-- Data provided follows --

#[cfg(test)]
mod tests {
    use super::*;
    use crate::resolve::ModuleRegistry;
    use crate::spec::ParameterLocation;
    use serde_json::json;

    fn param(location: ParameterLocation, name: &str, kind: Option<&str>) -> Parameter {
        let mut p = Parameter::new(location, name);
        p.kind = kind.map(str::to_string);
        p
    }

    #[test]
    fn test_merge_parameters_operation_wins() {
        let merged = merge_parameters(
            &[
                param(ParameterLocation::Query, "x", None),
                param(ParameterLocation::Path, "id", Some("string")),
            ],
            &[
                param(ParameterLocation::Query, "x", Some("integer")),
                param(ParameterLocation::Header, "x", None),
            ],
        );
        assert_eq!(merged.len(), 3);
        let keys: Vec<_> = merged.keys().map(|(l, n)| format!("{l}:{n}")).collect();
        assert_eq!(keys, vec!["query:x", "path:id", "header:x"]);
        let x = &merged[&(ParameterLocation::Query, "x".to_string())];
        assert_eq!(x.kind.as_deref(), Some("integer"));
    }

    #[test]
    fn test_first_declared() {
        let op = Some(1);
        let global = Some(2);
        assert_eq!(first_declared([op.as_ref(), global.as_ref()]), Some(&1));
        assert_eq!(first_declared([None, global.as_ref()]), Some(&2));
        assert_eq!(first_declared::<i32, 2>([None, None]), None);
    }

    #[test]
    fn test_fields_fall_back_to_description() {
        let api: ApiDescription = serde_json::from_value(json!({
            "consumes": ["application/json"],
            "produces": ["application/json"],
            "json": true,
            "jsonp": "callback",
            "paths": {
                "/pets": {
                    "get": { "operationId": "list", "produces": ["text/plain"], "json": false },
                    "post": { "operationId": "add", "cache": { "ttl": 5 } }
                }
            }
        }))
        .unwrap();

        let routes = RouteCompiler::new(CompilerConfig::new("/srv/api"))
            .with_handler_modules(ModuleRegistry::<Handler>::new())
            .with_default_handler(crate::echo::echo())
            .compile(&api)
            .unwrap();

        assert_eq!(routes.len(), 2);
        let get = &routes[0];
        assert_eq!(get.produces, Some(vec!["text/plain".to_string()]));
        assert_eq!(get.consumes, Some(vec!["application/json".to_string()]));
        assert_eq!(get.json, Some(false));
        assert_eq!(get.jsonp.as_deref(), Some("callback"));
        let post = &routes[1];
        assert_eq!(post.method, Method::POST);
        assert_eq!(post.json, Some(true));
        assert_eq!(post.cache, Some(json!({ "ttl": 5 })));
        assert_eq!(post.config, None);
    }

    #[test]
    fn test_strategy_order_is_configurable() {
        let api: ApiDescription = serde_json::from_value(json!({
            "paths": { "/pets": { "get": {} } }
        }))
        .unwrap();
        let from_tree = crate::echo::echo();
        let fallback = crate::echo::echo();
        let mut tree = HandlerTree::new();
        tree.insert("/pets", &Method::GET, Arc::clone(&from_tree));

        let compiler = RouteCompiler::new(CompilerConfig::default())
            .with_handler_tree(tree)
            .with_default_handler(Arc::clone(&fallback));
        let routes = compiler.compile(&api).unwrap();
        assert!(crate::handler::same_callable(&routes[0].handler, &from_tree));

        let routes = compiler
            .with_default_strategies(vec![DefaultStrategy::DefaultHandler])
            .compile(&api)
            .unwrap();
        assert!(crate::handler::same_callable(&routes[0].handler, &fallback));
    }
}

-- Data provided concluded --

Directions for this task: Write out the records exactly, starting at the first line and stopping after the line that contains "let keys: Vec<_>".

Task solution:
#[cfg(test)]
mod tests {
    use super::*;
    use crate::resolve::ModuleRegistry;
    use crate::spec::ParameterLocation;
    use serde_json::json;

    fn param(location: ParameterLocation, name: &str, kind: Option<&str>) -> Parameter {
        let mut p = Parameter::new(location, name);
        p.kind = kind.map(str::to_string);
        p
    }

    #[test]
    fn test_merge_parameters_operation_wins() {
        let merged = merge_parameters(
            &[
                param(ParameterLocation::Query, "x", None),
                param(ParameterLocation::Path, "id", Some("string")),
            ],
            &[
                param(ParameterLocation::Query, "x", Some("integer")),
                param(ParameterLocation::Header, "x", None),
            ],
        );
        assert_eq!(merged.len(), 3);
        let keys: Vec<_> = merged.keys().map(|(l, n)| format!("{l}:{n}")).collect();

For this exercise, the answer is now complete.